§ **Action item**: Below are entries. Reproduce exactly the lines between the line holding "filename src/models/analysis.rs" and the line holding "from a score", inclusive, and only those.

§ **Records for this task**:
*** Begin section ***
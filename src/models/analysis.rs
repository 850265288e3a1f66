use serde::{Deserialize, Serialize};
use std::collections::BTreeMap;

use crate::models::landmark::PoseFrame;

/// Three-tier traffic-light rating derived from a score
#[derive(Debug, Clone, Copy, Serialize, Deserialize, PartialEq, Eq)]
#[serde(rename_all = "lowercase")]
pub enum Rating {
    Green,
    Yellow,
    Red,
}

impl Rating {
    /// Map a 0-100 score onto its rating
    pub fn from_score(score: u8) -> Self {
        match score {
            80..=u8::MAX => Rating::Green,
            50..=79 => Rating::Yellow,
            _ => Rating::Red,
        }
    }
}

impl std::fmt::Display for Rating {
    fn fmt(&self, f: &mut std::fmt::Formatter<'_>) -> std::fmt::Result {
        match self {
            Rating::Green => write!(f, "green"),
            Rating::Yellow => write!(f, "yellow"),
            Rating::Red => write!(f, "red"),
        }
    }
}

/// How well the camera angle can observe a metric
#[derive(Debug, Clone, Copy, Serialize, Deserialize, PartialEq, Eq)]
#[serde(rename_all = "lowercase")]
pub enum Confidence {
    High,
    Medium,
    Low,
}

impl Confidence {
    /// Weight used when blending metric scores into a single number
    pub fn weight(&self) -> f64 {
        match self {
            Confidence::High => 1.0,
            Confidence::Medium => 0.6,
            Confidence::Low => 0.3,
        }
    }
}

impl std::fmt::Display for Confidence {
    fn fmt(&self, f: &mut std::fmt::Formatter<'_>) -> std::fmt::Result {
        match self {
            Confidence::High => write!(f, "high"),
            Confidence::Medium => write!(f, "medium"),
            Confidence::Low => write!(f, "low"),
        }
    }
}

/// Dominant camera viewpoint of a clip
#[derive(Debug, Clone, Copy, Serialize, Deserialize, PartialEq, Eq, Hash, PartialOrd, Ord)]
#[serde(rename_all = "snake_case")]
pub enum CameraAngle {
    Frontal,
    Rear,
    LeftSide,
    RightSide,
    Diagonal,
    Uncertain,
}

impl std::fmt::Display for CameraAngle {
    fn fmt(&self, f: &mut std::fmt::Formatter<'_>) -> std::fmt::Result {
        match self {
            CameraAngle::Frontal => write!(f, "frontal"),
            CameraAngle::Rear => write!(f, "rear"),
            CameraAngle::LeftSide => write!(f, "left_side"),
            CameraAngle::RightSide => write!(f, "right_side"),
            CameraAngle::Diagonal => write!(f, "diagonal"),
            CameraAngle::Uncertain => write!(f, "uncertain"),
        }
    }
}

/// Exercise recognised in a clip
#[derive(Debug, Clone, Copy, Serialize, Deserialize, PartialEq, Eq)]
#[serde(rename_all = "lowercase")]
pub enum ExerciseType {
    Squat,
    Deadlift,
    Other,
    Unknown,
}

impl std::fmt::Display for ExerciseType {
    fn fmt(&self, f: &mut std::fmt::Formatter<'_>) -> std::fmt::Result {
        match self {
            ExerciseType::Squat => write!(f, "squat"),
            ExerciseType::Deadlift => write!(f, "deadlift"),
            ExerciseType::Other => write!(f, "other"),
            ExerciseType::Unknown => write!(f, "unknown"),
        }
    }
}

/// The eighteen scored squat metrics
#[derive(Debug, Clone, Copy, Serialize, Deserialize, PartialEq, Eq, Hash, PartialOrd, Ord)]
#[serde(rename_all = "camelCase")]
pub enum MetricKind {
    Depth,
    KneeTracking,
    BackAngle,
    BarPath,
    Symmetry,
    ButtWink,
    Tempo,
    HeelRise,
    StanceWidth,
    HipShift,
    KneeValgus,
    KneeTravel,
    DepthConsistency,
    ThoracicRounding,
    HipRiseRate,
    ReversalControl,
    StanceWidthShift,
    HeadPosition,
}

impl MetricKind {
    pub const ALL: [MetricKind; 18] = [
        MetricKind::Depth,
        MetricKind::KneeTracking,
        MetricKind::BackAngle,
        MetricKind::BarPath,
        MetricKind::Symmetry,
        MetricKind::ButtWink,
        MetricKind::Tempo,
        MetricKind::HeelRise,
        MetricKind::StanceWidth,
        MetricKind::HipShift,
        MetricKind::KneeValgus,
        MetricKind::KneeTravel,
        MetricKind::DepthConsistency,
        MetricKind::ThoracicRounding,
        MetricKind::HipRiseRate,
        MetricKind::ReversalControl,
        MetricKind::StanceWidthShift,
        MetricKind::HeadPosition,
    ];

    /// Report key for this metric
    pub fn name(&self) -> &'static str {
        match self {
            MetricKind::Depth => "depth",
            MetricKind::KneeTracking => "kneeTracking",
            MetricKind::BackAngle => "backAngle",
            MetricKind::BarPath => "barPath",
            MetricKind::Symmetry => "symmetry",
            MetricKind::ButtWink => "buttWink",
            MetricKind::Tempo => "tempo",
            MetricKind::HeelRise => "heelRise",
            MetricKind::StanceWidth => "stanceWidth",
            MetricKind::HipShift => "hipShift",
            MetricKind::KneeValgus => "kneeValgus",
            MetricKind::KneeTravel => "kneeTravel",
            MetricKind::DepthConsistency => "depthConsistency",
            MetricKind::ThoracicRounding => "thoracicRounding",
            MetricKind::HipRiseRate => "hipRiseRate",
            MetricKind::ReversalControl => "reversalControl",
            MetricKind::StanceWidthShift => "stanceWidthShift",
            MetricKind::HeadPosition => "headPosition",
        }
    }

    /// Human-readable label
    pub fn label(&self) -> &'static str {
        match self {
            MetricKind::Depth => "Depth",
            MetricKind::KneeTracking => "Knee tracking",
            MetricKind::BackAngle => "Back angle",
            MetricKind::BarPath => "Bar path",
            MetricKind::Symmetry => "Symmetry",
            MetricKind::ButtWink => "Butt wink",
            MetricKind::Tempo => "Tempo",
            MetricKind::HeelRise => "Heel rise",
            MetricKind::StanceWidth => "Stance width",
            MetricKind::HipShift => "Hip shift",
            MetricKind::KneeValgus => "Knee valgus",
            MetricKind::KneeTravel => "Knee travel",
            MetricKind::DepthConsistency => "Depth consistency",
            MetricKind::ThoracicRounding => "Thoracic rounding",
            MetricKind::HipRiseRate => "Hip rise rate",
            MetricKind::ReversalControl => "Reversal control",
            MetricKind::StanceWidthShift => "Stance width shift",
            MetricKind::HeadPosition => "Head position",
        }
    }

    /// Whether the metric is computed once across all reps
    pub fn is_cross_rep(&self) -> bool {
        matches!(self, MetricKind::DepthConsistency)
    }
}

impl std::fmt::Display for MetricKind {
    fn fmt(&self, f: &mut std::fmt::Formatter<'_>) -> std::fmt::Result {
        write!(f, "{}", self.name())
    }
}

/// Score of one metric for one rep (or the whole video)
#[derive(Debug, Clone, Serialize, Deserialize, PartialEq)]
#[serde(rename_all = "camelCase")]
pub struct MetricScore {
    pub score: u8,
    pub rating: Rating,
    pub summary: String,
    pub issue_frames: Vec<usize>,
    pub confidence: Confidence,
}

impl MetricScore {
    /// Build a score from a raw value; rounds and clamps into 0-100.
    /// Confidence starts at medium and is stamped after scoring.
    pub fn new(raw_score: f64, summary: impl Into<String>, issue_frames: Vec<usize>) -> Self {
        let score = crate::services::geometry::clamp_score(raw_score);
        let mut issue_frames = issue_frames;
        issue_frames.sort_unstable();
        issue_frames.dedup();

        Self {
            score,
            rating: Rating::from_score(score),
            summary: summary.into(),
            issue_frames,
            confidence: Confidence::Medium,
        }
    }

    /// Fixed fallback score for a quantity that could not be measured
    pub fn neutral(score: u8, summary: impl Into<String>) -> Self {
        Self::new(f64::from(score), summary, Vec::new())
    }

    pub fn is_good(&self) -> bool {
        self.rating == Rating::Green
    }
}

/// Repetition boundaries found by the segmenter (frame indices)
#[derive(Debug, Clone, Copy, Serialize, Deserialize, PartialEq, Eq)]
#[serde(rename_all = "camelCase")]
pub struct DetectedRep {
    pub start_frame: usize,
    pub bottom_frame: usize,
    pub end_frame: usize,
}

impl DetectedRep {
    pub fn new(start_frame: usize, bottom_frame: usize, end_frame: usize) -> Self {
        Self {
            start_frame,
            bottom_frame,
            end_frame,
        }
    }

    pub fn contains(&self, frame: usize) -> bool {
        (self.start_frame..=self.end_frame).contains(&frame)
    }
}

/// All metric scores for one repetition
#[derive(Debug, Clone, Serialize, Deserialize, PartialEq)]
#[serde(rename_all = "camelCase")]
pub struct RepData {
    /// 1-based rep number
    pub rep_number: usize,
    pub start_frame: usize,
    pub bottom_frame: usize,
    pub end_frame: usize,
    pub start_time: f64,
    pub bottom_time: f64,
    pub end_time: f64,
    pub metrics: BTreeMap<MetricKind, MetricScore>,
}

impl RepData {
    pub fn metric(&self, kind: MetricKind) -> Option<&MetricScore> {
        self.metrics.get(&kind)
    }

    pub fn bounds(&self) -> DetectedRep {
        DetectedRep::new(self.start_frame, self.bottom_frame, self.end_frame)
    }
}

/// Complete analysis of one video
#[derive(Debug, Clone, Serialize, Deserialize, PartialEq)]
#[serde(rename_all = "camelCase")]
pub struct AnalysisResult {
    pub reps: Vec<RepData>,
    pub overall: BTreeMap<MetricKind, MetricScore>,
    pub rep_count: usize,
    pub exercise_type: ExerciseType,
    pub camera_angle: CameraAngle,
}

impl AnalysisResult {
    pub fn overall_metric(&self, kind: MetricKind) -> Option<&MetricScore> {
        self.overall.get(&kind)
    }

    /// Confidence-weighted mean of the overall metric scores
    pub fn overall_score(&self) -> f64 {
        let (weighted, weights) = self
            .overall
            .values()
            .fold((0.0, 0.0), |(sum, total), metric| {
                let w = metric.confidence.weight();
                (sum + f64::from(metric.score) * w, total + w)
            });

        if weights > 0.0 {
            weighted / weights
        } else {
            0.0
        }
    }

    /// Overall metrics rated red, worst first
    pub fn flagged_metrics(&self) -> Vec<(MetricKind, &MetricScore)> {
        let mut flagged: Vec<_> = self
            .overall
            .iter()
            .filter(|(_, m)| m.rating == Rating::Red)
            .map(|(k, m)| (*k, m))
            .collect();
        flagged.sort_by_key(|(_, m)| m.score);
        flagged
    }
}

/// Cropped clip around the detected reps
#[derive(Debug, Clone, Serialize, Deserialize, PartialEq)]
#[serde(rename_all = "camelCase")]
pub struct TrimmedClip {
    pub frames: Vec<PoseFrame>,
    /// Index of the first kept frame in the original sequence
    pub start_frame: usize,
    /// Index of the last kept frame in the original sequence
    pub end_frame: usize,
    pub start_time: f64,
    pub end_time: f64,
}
*** End section ***
*** Begin section ***
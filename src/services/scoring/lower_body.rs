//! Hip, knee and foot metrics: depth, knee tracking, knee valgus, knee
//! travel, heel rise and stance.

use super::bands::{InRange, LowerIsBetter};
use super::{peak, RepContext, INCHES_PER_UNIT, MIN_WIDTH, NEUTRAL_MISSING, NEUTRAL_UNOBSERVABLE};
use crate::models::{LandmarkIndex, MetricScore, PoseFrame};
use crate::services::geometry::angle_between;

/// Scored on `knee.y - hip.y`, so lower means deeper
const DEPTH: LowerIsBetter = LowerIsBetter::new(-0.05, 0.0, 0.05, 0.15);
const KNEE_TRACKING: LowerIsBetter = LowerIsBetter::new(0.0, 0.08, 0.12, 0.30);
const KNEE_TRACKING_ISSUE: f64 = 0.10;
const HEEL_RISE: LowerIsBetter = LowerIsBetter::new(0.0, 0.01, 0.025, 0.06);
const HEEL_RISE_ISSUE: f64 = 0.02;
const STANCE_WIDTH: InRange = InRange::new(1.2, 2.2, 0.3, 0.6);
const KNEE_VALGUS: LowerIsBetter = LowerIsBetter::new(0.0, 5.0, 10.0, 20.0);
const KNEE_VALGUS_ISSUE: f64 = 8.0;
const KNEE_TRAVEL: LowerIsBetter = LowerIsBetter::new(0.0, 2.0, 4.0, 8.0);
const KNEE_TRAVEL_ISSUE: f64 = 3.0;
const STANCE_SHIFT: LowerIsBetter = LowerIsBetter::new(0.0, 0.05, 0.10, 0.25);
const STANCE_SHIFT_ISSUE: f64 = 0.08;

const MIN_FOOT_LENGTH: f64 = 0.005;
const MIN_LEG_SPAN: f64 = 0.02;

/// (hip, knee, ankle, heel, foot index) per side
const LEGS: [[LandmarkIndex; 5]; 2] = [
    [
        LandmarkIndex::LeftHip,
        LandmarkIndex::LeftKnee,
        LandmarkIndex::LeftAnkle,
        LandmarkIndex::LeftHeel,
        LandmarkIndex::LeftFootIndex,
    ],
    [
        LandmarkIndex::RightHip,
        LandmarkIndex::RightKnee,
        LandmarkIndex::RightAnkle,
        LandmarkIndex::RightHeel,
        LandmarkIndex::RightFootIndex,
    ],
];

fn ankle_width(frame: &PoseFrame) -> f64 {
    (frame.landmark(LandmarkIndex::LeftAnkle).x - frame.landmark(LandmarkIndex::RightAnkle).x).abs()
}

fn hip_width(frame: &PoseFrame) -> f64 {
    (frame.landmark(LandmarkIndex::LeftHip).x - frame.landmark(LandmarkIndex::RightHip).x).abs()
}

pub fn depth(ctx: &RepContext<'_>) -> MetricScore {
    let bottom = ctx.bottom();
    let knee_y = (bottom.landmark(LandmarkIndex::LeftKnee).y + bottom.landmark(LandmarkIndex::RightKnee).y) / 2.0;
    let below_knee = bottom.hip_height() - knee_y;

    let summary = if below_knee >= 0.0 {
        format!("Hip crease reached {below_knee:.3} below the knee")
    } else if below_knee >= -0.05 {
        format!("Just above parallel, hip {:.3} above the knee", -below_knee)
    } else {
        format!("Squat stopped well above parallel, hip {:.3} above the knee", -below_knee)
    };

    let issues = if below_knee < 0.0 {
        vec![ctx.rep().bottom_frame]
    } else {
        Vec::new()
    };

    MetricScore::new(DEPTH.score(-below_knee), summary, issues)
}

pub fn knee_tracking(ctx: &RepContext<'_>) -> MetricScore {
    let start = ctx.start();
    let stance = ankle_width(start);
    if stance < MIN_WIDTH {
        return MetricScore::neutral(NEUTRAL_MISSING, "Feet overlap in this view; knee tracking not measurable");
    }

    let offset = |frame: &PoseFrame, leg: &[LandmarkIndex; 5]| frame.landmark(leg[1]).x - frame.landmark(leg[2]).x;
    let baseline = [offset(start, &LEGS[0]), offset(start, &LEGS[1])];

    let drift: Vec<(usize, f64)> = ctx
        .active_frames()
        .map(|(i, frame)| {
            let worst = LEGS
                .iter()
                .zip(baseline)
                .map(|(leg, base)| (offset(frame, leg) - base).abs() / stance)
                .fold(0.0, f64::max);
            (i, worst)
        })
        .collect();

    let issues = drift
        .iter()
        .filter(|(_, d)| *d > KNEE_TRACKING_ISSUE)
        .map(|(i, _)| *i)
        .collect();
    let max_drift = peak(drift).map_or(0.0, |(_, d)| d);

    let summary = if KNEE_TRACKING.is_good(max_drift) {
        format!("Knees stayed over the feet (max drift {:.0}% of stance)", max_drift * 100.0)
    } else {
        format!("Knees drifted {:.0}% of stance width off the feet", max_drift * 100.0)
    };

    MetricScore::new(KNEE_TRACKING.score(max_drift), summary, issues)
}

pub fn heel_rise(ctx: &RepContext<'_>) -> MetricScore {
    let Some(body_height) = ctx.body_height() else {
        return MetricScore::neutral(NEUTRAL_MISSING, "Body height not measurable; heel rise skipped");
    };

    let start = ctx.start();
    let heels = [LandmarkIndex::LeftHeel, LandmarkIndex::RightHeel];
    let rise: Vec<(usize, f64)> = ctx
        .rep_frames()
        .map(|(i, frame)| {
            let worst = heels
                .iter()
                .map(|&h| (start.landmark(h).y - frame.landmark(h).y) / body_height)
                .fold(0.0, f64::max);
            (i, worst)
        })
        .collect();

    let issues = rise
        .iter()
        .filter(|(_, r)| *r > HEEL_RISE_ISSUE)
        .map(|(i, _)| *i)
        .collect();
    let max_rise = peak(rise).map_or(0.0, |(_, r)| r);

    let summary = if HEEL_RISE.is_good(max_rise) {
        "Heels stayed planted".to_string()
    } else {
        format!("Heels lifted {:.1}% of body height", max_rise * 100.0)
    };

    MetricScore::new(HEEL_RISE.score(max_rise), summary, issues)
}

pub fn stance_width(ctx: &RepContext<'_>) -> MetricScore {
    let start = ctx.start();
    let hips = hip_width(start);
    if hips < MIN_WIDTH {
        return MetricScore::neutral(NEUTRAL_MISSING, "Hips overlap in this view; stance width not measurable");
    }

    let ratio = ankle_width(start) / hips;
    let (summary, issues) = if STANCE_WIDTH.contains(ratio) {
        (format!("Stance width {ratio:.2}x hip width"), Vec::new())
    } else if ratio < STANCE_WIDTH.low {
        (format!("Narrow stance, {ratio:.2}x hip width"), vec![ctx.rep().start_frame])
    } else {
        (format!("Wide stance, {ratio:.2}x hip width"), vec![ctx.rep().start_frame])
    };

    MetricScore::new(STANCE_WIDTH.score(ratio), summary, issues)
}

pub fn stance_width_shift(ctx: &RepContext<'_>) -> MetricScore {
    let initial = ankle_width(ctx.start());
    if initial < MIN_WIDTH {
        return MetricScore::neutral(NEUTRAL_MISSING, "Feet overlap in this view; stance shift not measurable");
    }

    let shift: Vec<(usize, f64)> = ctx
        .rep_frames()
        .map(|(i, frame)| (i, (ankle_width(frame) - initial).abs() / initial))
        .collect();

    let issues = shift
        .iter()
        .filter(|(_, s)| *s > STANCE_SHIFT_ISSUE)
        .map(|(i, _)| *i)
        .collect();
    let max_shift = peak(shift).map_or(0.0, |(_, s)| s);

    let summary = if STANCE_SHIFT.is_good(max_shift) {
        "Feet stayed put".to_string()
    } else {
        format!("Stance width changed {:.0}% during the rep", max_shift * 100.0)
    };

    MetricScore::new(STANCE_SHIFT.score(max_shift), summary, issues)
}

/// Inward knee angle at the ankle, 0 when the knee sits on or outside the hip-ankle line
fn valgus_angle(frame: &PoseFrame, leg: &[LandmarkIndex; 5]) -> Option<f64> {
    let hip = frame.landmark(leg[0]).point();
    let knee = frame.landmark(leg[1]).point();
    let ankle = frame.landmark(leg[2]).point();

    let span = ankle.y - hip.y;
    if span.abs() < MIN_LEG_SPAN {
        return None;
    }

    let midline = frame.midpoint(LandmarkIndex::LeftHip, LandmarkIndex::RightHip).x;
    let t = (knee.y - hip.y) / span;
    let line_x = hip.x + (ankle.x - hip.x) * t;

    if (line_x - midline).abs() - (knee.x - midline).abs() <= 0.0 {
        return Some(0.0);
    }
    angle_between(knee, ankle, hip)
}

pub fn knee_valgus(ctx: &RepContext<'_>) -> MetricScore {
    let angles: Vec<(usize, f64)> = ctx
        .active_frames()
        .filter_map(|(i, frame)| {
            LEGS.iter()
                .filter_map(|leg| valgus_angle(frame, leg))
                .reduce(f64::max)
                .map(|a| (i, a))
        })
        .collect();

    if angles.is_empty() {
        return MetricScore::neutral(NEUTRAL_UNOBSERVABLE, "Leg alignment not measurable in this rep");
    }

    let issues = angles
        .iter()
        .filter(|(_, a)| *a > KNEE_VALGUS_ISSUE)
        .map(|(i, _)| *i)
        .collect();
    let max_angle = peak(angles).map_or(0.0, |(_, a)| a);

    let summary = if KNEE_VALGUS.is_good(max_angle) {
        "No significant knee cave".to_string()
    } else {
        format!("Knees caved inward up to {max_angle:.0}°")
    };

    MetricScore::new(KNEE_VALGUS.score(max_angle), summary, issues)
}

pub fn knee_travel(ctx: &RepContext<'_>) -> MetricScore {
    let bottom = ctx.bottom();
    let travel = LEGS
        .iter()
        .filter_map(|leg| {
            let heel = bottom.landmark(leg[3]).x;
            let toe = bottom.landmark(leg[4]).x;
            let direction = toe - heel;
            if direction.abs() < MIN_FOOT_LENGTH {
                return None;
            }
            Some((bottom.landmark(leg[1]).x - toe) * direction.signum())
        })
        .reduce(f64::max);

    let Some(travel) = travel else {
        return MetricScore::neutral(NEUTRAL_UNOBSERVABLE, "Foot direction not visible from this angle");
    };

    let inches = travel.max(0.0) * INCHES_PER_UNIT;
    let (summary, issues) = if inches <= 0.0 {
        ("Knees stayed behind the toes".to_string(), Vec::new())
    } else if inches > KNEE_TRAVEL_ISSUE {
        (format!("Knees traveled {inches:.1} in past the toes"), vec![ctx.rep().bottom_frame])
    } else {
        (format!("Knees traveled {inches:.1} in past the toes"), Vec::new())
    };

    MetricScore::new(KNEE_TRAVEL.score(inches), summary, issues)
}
*** End section ***
*** Begin section ***
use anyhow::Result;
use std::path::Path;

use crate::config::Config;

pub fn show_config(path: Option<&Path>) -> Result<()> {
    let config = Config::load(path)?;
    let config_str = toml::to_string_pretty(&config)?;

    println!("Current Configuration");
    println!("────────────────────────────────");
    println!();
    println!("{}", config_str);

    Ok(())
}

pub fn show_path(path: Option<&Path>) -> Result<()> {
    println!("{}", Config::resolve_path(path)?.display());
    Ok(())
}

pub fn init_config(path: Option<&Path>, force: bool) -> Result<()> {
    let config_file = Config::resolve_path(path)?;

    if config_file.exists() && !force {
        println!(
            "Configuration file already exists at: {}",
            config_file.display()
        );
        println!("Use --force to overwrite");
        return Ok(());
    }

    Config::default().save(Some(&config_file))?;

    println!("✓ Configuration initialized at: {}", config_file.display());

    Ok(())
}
*** End section ***
§ **Output**:
filename src/models/analysis.rs
repository 850265288e3a1f66
use serde::{Deserialize, Serialize};
use std::collections::BTreeMap;

use crate::models::landmark::PoseFrame;

/// Three-tier traffic-light rating derived from a score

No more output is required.